WORK INSTRUCTION:
In your reply, reproduce the lines from the first one below to the line containing "pub use recovery::RecoverySuggestion;", inclusive, exactly as they stand.

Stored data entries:
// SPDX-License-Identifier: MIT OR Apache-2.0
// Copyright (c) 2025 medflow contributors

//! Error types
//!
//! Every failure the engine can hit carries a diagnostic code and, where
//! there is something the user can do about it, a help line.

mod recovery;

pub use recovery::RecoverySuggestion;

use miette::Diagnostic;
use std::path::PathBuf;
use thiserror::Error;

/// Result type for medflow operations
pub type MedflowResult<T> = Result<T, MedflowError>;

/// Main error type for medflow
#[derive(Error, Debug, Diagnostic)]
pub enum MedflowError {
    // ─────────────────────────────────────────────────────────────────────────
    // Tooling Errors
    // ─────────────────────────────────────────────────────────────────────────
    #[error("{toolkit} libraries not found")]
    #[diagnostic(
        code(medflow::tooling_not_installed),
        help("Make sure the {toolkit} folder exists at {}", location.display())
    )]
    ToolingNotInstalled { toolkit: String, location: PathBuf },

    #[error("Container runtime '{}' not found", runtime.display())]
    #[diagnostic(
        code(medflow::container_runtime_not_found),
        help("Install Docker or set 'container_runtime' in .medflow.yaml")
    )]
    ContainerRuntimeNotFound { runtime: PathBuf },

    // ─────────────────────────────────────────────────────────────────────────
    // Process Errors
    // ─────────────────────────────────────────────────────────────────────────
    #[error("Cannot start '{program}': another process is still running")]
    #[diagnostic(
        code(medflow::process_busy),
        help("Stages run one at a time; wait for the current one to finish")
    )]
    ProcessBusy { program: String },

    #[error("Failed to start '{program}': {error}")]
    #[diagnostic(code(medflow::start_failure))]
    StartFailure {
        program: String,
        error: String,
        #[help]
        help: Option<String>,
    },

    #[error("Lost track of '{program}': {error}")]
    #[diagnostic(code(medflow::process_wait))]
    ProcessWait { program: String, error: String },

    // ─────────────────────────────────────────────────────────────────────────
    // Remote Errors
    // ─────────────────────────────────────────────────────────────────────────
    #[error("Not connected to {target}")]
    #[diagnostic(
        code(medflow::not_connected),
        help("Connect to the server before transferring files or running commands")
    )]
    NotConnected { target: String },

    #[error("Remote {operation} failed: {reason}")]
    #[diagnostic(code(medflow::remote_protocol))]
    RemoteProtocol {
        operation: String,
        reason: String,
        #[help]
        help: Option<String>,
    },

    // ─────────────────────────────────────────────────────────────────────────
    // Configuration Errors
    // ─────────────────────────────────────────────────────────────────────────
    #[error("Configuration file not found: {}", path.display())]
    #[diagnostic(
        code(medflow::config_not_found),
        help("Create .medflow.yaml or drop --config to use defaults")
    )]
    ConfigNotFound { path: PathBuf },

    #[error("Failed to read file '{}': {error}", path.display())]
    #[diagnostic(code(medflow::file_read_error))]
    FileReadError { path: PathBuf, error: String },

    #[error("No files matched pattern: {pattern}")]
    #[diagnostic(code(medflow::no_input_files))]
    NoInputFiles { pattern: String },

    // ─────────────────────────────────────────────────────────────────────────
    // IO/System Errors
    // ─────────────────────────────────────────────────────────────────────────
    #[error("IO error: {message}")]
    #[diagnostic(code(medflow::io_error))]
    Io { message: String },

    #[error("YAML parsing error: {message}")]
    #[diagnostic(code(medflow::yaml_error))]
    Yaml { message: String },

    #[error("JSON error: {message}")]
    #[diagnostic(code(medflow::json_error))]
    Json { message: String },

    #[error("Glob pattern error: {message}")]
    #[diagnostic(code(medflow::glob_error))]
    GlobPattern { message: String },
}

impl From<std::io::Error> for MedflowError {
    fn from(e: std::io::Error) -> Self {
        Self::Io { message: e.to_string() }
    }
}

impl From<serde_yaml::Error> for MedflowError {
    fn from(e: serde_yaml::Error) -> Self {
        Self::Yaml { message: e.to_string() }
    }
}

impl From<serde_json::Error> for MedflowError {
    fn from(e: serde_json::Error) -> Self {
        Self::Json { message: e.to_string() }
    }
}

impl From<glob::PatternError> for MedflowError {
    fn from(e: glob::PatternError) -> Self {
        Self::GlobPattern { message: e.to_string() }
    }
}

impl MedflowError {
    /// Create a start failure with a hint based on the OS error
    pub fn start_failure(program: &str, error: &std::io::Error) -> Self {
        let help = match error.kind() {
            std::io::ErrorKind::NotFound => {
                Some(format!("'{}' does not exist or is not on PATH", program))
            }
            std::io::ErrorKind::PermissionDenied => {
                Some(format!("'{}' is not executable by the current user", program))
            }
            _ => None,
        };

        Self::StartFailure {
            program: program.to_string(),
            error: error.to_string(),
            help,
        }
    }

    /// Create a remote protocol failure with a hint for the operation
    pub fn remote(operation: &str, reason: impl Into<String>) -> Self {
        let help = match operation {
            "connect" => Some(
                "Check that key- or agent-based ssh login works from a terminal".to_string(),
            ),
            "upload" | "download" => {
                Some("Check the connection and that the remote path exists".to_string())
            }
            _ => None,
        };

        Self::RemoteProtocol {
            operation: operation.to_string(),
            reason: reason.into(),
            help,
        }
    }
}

EXPECTED OUTPUT:
// SPDX-License-Identifier: MIT OR Apache-2.0
// Copyright (c) 2025 medflow contributors

//! Error types
//!
//! Every failure the engine can hit carries a diagnostic code and, where
//! there is something the user can do about it, a help line.

mod recovery;

pub use recovery::RecoverySuggestion;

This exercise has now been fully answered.